Molto importante è la familiarità. Il tasso di prevalenza per i familiari dei celiaci è 20 volte superiore alla popolazione generale. “Importante fare accertamenti per celiachia, anche in assenza di sintomi in presenza di patologie che condividono la stessa origine genetica, in particolare la tiroidite autoimmune di Hashimoto e il diabete di tipo 1, ma anche l’artrite reumatoide e la sindrome di Sjögren”, prosegue De Vitis.

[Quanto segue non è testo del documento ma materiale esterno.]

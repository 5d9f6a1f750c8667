//! Spring attraction along graph edges.
//!
//! Each edge pulls its endpoints toward a target distance. The correction is
//! split between the two endpoints by a degree-based bias so that hubs move
//! less than leaves, and the displacement is computed against the lookahead
//! position `p + v` so links react to deltas accumulated earlier in the same
//! tick.

use crate::error::LayoutError;
use crate::graph::GraphStore;
use crate::layout::Body;
use crate::layout::force::{BoundForce, Force};

/// One resolved spring.
#[derive(Clone, Copy, Debug)]
pub(crate) struct Spring {
    pub source: usize,
    pub target: usize,
    pub distance: f64,
    pub strength: f64,
    pub bias: f64,
}

/// Link force built from a snapshot of a graph's edge list.
///
/// The edge endpoints are recorded at construction time; if the simulation is
/// later started on a graph with fewer nodes, binding fails with
/// `InvalidReference`.
pub struct LinkForce {
    /// Target rest length for every edge.
    pub distance: f64,
    /// Optional uniform strength. `None` selects the default
    /// `1 / min(deg(u), deg(v))` per edge.
    pub strength: Option<f64>,
    edges: Vec<(usize, usize)>,
    degrees: Vec<usize>,
}

impl LinkForce {
    /// Snapshot the edges and degrees of `graph`.
    pub fn from_graph(graph: &GraphStore) -> Self {
        Self {
            distance: 30.0,
            strength: None,
            edges: graph.edges().collect(),
            degrees: (0..graph.node_count()).map(|u| graph.degree(u)).collect(),
        }
    }

    fn springs(&self) -> Vec<Spring> {
        self.edges
            .iter()
            .map(|&(u, v)| {
                let du = self.degrees[u] as f64;
                let dv = self.degrees[v] as f64;
                let strength = self
                    .strength
                    .unwrap_or_else(|| 1.0 / du.min(dv).max(1.0));
                Spring {
                    source: u,
                    target: v,
                    distance: self.distance,
                    strength,
                    bias: du / (du + dv),
                }
            })
            .collect()
    }
}

impl Force for LinkForce {
    fn bind(&self, graph: &GraphStore) -> Result<Box<dyn BoundForce>, LayoutError> {
        let n = graph.node_count();
        for &(u, v) in &self.edges {
            if u >= n || v >= n {
                return Err(LayoutError::InvalidReference(format!(
                    "link ({u}, {v}) references a node outside the graph ({n} nodes)"
                )));
            }
        }
        Ok(Box::new(BoundLink {
            springs: self.springs(),
        }))
    }
}

pub(crate) struct BoundLink {
    springs: Vec<Spring>,
}

impl BoundLink {
    pub(crate) fn new(springs: Vec<Spring>) -> Self {
        Self { springs }
    }
}

impl BoundForce for BoundLink {
    fn apply(&self, bodies: &mut [Body], alpha: f64) {
        for spring in &self.springs {
            let source = bodies[spring.source];
            let target = bodies[spring.target];
            let dx = (target.x + target.vx) - (source.x + source.vx);
            let dy = (target.y + target.vy) - (source.y + source.vy);
            let l = (dx * dx + dy * dy).sqrt().max(1e-6);
            let w = (l - spring.distance) / l * alpha * spring.strength;
            {
                let target = &mut bodies[spring.target];
                target.vx -= dx * w * spring.bias;
                target.vy -= dy * w * spring.bias;
            }
            {
                let source = &mut bodies[spring.source];
                source.vx += dx * w * (1.0 - spring.bias);
                source.vy += dy * w * (1.0 - spring.bias);
            }
        }
    }
}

L’unica terapia possibile al momento è la dieta senza glutine. “Lo Stato italiano, unico al mondo – ricorda De Vitis –, mette a disposizione del celiaco fino a 110 € nel maschio e 99 € nella donna per l’acquisto di prodotti senza glutine ogni mese. Nel Lazio, a breve, questa quota sarà a disposizione direttamente nella tessera sanitaria e potrà essere utilizzata anche nella grande distribuzione. Sono poche le Regioni d’Italia (Emilia Romagna, Lombardia e Puglia) che lo hanno già fatto”.

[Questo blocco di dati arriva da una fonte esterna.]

//! FDEB core: compatibility measure, subdivision schedule and the waypoint
//! relaxation loop.

use std::f64::consts::PI;

use log::debug;

use super::{EdgeBundling, Line, Point};
use crate::graph::GraphStore;

/// A waypoint with the velocity accumulated during one inner iteration.
#[derive(Clone, Copy, Debug, Default)]
struct Waypoint {
    x: f64,
    y: f64,
    vx: f64,
    vy: f64,
}

impl Waypoint {
    fn new(x: f64, y: f64) -> Self {
        Self {
            x,
            y,
            vx: 0.0,
            vy: 0.0,
        }
    }
}

/// One edge under bundling: its endpoints and the ids of its interior
/// waypoints (indices into a pool shared by all edges).
struct Segment {
    source: usize,
    target: usize,
    waypoint_ids: Vec<usize>,
}

/// A compatible edge pair. `theta` decides whether waypoints are matched in
/// forward or reverse order.
struct CompatiblePair {
    p: usize,
    q: usize,
    compatibility: f64,
    theta: f64,
}

fn distance(p1x: f64, p1y: f64, p2x: f64, p2y: f64) -> f64 {
    let dx = p2x - p1x;
    let dy = p2y - p1y;
    (dx * dx + dy * dy).sqrt().max(1e-6)
}

fn angle(p1: Point, p2: Point, q1: Point, q2: Point) -> f64 {
    let p_norm = distance(p1.x, p1.y, p2.x, p2.y);
    let q_norm = distance(q1.x, q1.y, q2.x, q2.y);
    let pq = (p2.x - p1.x) * (q2.x - q1.x) + (p2.y - p1.y) * (q2.y - q1.y);
    (pq / p_norm / q_norm).clamp(-1.0, 1.0).acos()
}

/// Classic FDEB compatibility: the product of the angle, scale, position and
/// visibility terms, each in [0, 1].
fn compatibility(p1: Point, p2: Point, q1: Point, q2: Point) -> f64 {
    let p_norm = distance(p1.x, p1.y, p2.x, p2.y);
    let q_norm = distance(q1.x, q1.y, q2.x, q2.y);
    let l_avg = (p_norm + q_norm) / 2.0;
    let pmx = (p1.x + p2.x) / 2.0;
    let pmy = (p1.y + p2.y) / 2.0;
    let qmx = (q1.x + q2.x) / 2.0;
    let qmy = (q1.y + q2.y) / 2.0;
    let c_angle = {
        let pq = (p2.x - p1.x) * (q2.x - q1.x) + (p2.y - p1.y) * (q2.y - q1.y);
        (pq / p_norm / q_norm).clamp(-1.0, 1.0).abs()
    };
    let c_scale = 2.0 / (l_avg / p_norm.min(q_norm) + p_norm.max(q_norm) / l_avg);
    let c_position = {
        let mid_dist = distance(pmx, pmy, qmx, qmy);
        l_avg / (l_avg + mid_dist)
    };
    let c_visibility = visibility(p1, p2, q1, q2, p_norm, pmx, pmy)
        .min(visibility(q1, q2, p1, p2, q_norm, qmx, qmy));
    c_angle * c_scale * c_position * c_visibility
}

/// How much of segment q is "visible" when projected onto segment p.
fn visibility(p1: Point, p2: Point, q1: Point, q2: Point, p_norm: f64, pmx: f64, pmy: f64) -> f64 {
    let i0r = ((p1.y - q1.y) * (p1.y - p2.y) - (p1.x - q1.x) * (p2.x - p1.x)) / p_norm / p_norm;
    let i0x = p1.x + i0r * (p2.x - p1.x);
    let i0y = p1.y + i0r * (p2.y - p1.y);
    let i1r = ((p1.y - q2.y) * (p1.y - p2.y) - (p1.x - q2.x) * (p2.x - p1.x)) / p_norm / p_norm;
    let i1x = p1.x + i1r * (p2.x - p1.x);
    let i1y = p1.y + i1r * (p2.y - p1.y);
    let imx = (i0x + i1x) / 2.0;
    let imy = (i0y + i1y) / 2.0;
    (1.0 - 2.0 * distance(pmx, pmy, imx, imy) / distance(i0x, i0y, i1x, i1y)).max(0.0)
}

/// Neighbor springs along each edge: every waypoint is pulled toward its two
/// neighbors (endpoints included), normalized by the waypoint count and the
/// endpoint distance.
fn apply_spring_force(
    waypoints: &mut [Waypoint],
    segments: &[Segment],
    endpoints: &[Point],
    num_p: usize,
    k: f64,
) {
    for segment in segments {
        let d = distance(
            endpoints[segment.source].x,
            endpoints[segment.source].y,
            endpoints[segment.target].x,
            endpoints[segment.target].y,
        );
        let kp = k / num_p as f64 / d;
        let n = segment.waypoint_ids.len();
        for i in 0..n {
            let (p0x, p0y) = if i == 0 {
                let p = endpoints[segment.source];
                (p.x, p.y)
            } else {
                let w = waypoints[segment.waypoint_ids[i - 1]];
                (w.x, w.y)
            };
            let (p2x, p2y) = if i == n - 1 {
                let p = endpoints[segment.target];
                (p.x, p.y)
            } else {
                let w = waypoints[segment.waypoint_ids[i + 1]];
                (w.x, w.y)
            };
            let p1 = &mut waypoints[segment.waypoint_ids[i]];
            p1.vx += kp * (p0x - p1.x + p2x - p1.x);
            p1.vy += kp * (p0y - p1.y + p2y - p1.y);
        }
    }
}

/// Attraction between corresponding waypoints of compatible edge pairs,
/// weighted by the pair's compatibility and the inverse distance.
fn apply_electrostatic_force(
    waypoints: &mut [Waypoint],
    segments: &[Segment],
    pairs: &[CompatiblePair],
    num_p: usize,
) {
    for pair in pairs {
        let segment_p = &segments[pair.p];
        let segment_q = &segments[pair.q];
        for i in 0..num_p {
            let j = if pair.theta < PI / 2.0 {
                i
            } else {
                num_p - i - 1
            };
            let pi = waypoints[segment_p.waypoint_ids[i]];
            let qi = waypoints[segment_q.waypoint_ids[j]];
            let dx = qi.x - pi.x;
            let dy = qi.y - pi.y;
            if dx.abs() > 1e-6 || dy.abs() > 1e-6 {
                let w = pair.compatibility / (dx * dx + dy * dy).sqrt();
                {
                    let qi = &mut waypoints[segment_q.waypoint_ids[j]];
                    qi.vx -= dx * w;
                    qi.vy -= dy * w;
                }
                {
                    let pi = &mut waypoints[segment_p.waypoint_ids[i]];
                    pi.vx += dx * w;
                    pi.vy += dy * w;
                }
            }
        }
    }
}

/// Precompute the compatible pairs among the straight endpoint segments.
fn compatible_pairs(
    segments: &[Segment],
    endpoints: &[Point],
    minimum: f64,
) -> Vec<CompatiblePair> {
    let mut pairs = Vec::new();
    let m = segments.len();
    for p in 0..m {
        let sp = &segments[p];
        for q in (p + 1)..m {
            let sq = &segments[q];
            let c = compatibility(
                endpoints[sp.source],
                endpoints[sp.target],
                endpoints[sq.source],
                endpoints[sq.target],
            );
            if c >= minimum {
                let theta = angle(
                    endpoints[sp.source],
                    endpoints[sp.target],
                    endpoints[sq.source],
                    endpoints[sq.target],
                );
                pairs.push(CompatiblePair {
                    p,
                    q,
                    compatibility: c,
                    theta,
                });
            }
        }
    }
    pairs
}

pub(super) fn bundle(graph: &GraphStore, options: &EdgeBundling) -> Vec<Line> {
    let endpoints: Vec<Point> = graph
        .positions_x()
        .iter()
        .zip(graph.positions_y())
        .map(|(&x, &y)| Point::new(x, y))
        .collect();
    let mut segments: Vec<Segment> = graph
        .edges()
        .map(|(u, v)| Segment {
            source: u,
            target: v,
            waypoint_ids: Vec::new(),
        })
        .collect();
    let mut waypoints: Vec<Waypoint> = Vec::new();

    let pairs = compatible_pairs(&segments, &endpoints, options.minimum_edge_compatibility);
    debug!(
        "bundling {} edges, {} compatible pairs",
        segments.len(),
        pairs.len()
    );

    let mut step = options.s0;
    let mut num_iter = options.i0;
    for cycle in 0..options.cycles {
        // Subdivide: before cycle c every segment has 2^c - 1 waypoints;
        // insert one new midpoint into each gap.
        let dp = 2usize.pow(cycle as u32);
        for segment in segments.iter_mut() {
            for j in 0..dp {
                let p0 = if j == 0 {
                    endpoints[segment.source]
                } else {
                    let w = waypoints[segment.waypoint_ids[j * 2 - 1]];
                    Point::new(w.x, w.y)
                };
                let p1 = if j == dp - 1 {
                    endpoints[segment.target]
                } else {
                    let w = waypoints[segment.waypoint_ids[j * 2]];
                    Point::new(w.x, w.y)
                };
                waypoints.push(Waypoint::new((p0.x + p1.x) / 2.0, (p0.y + p1.y) / 2.0));
                segment.waypoint_ids.insert(j * 2, waypoints.len() - 1);
            }
        }

        let num_p = dp * 2 - 1;
        for _ in 0..num_iter {
            for point in waypoints.iter_mut() {
                point.vx = 0.0;
                point.vy = 0.0;
            }
            apply_spring_force(&mut waypoints, &segments, &endpoints, num_p, 0.1);
            apply_electrostatic_force(&mut waypoints, &segments, &pairs, num_p);
            for point in waypoints.iter_mut() {
                point.x += step * point.vx;
                point.y += step * point.vy;
            }
        }

        step *= options.s_step;
        num_iter = (num_iter as f64 * options.i_step) as usize;
    }

    segments
        .iter()
        .map(|segment| {
            let mut points: Vec<Point> = Vec::with_capacity(segment.waypoint_ids.len() + 2);
            points.push(endpoints[segment.source]);
            points.extend(
                segment
                    .waypoint_ids
                    .iter()
                    .map(|&id| Point::new(waypoints[id].x, waypoints[id].y)),
            );
            points.push(endpoints[segment.target]);
            Line {
                source: segment.source,
                target: segment.target,
                points,
            }
        })
        .collect()
}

Nella diagnostica differenziale, oltre alla celiachia, vanno considerate la gluten sensitivity e le forme di allergia al grano. Alcune persone che lamentano disturbi in rapporto al consumo di pane o pasta, una volta esclusa la celiachia, potrebbero avere altre forme di allergia a una delle cinque proteine del grano (non al glutine), che sono molto più frequenti di quanto si pensi.
“Nella nostra casistica del Gemelli, che tiene conto solo delle persone sintomatiche, abbiamo riscontrato l’1,5% di prevalenza di allergia al grano – conclude De Vitis –. Il trattamento in questo caso consiste in una dieta di esclusione dei prodotti del grano, sotto stretta guida dell’Allergologo, con il quale si potrà organizzare una terapia personalizzata, tentando una desensibilizzazione al grano e ricorrendo eventualmente all’aiuto di farmaci (antistaminici, cortisonici, a terapie più moderne, cosiddette biologiche)”.

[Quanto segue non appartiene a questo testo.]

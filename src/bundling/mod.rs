//! Edge bundling.
//!
//! Post-layout processing that routes geometrically compatible edges along
//! shared paths, turning each straight edge into a curved polyline. The
//! algorithm is force-directed edge bundling (FDEB, Holten & van Wijk 2009):
//! edges are subdivided into waypoints which attract both their neighbors on
//! the same edge (spring term) and corresponding waypoints of compatible
//! edges (electrostatic term).

mod fdeb;

use serde::Serialize;

use crate::graph::GraphStore;

/// An immutable 2D coordinate.
#[derive(Clone, Copy, Debug, Default, PartialEq, Serialize)]
pub struct Point {
    pub x: f64,
    pub y: f64,
}

impl Point {
    pub fn new(x: f64, y: f64) -> Self {
        Self { x, y }
    }
}

/// The bundled path of one edge: points from the source endpoint to the
/// target endpoint inclusive.
#[derive(Clone, Debug, Serialize)]
pub struct Line {
    pub source: usize,
    pub target: usize,
    pub points: Vec<Point>,
}

/// Force-directed edge bundling configuration.
///
/// `s0`/`s_step` govern the waypoint movement step size per cycle and its
/// decay; `i0`/`i_step` govern the inner iteration count per cycle and its
/// decay. Edge pairs whose compatibility falls below
/// `minimum_edge_compatibility` exert no force on each other.
pub struct EdgeBundling {
    pub cycles: usize,
    pub s0: f64,
    pub i0: usize,
    pub s_step: f64,
    pub i_step: f64,
    pub minimum_edge_compatibility: f64,
}

impl EdgeBundling {
    pub fn new() -> Self {
        Self {
            cycles: 6,
            s0: 0.1,
            i0: 90,
            s_step: 0.5,
            i_step: 2.0 / 3.0,
            minimum_edge_compatibility: 0.6,
        }
    }

    /// Bundle every edge of `graph` at its current node positions.
    ///
    /// Pure function of the configuration and the graph: the graph is
    /// borrowed immutably and repeated calls return identical results. One
    /// line per edge, in edge-insertion order; with `cycles == 0` each line
    /// is the unmodified 2-point endpoint segment.
    pub fn call(&self, graph: &GraphStore) -> Vec<Line> {
        fdeb::bundle(graph, self)
    }
}

impl Default for EdgeBundling {
    fn default() -> Self {
        Self::new()
    }
}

“Negli ultimi anni – ricorda il professor Giovanni Cammarota, direttore del Day Hospital di Gastroenterologia e trapianto di Microbiota della Fondazione Policlinico Universitario Agostino Gemelli IRCCS e professore associato di Gastroenterologia, Università Cattolica del Sacro Cuore, campus di Roma – l’attenzione per chi soffre di sensibilità al glutine, pur non essendo celiaco, è crescita enormemente. Non esistono ancora numeri ufficiali ma si stima che questa condizione potrebbe riguardare fino a 3-4 milioni di persone in Italia. La gestione di questi pazienti è molto sfidante per il gastroenterologo, in relazione alla diagnostica differenziale (celiachia, sindrome dell’intestino irritabile, malattie infiammatorie intestinali, altre intolleranze alimentari), alla personalizzazione della dieta improntata alla esclusione del glutine, e alle possibili strategie di una sua graduale reintroduzione nel tempo”.